» **WHAT TO DO**: Could you filter the records below and keep only the lines with the word "LoginRequest"?

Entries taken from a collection
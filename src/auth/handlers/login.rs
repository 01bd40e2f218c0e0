/**
 * Login Handler
 *
 * This module implements the user authentication handler for POST /auth/login.
 *
 * # Security
 *
 * - Unknown email and wrong password return the identical error message and
 *   status code, so the response does not reveal which case occurred
 * - Password verification uses bcrypt
 * - Tokens expire after 24 hours
 */

use axum::extract::State;
use axum::response::Json;
use bcrypt::verify;
use sqlx::PgPool;

use crate::auth::handlers::types::{AuthResponse, LoginRequest, UserResponse};
use crate::auth::sessions::create_token;
use crate::auth::users::get_user_by_email;
use crate::error::AppError;

/// Constant-shape failure for both unknown email and wrong password
fn invalid_credentials() -> AppError {
    AppError::unauthenticated("Invalid credentials")
}

/// Login handler
///
/// # Errors
///
/// * `401 Unauthorized` - user not found or password incorrect (same shape)
/// * `500 Internal Server Error` - database or token generation failure
pub async fn login(
    State(pool): State<PgPool>,
    Json(request): Json<LoginRequest>,
) -> Result<Json<AuthResponse>, AppError> {
    tracing::info!("Login request for: {}", request.email);

    let user = get_user_by_email(&pool, &request.email)
        .await?
        .ok_or_else(|| {
            tracing::warn!("Login failed, unknown email: {}", request.email);
            invalid_credentials()
        })?;

    let valid = verify(&request.password, &user.password_hash)?;
    if !valid {
        tracing::warn!("Login failed, wrong password for: {}", request.email);
        return Err(invalid_credentials());
    }

    let token = create_token(user.id)?;

    tracing::info!("Login successful for: {}", user.email);

    Ok(Json(AuthResponse {
        token,
        user: UserResponse {
            id: user.id,
            name: user.name,
            email: user.email,
        },
    }))
}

» **RESULT**:
use crate::auth::handlers::types::{AuthResponse, LoginRequest, UserResponse};
    Json(request): Json<LoginRequest>,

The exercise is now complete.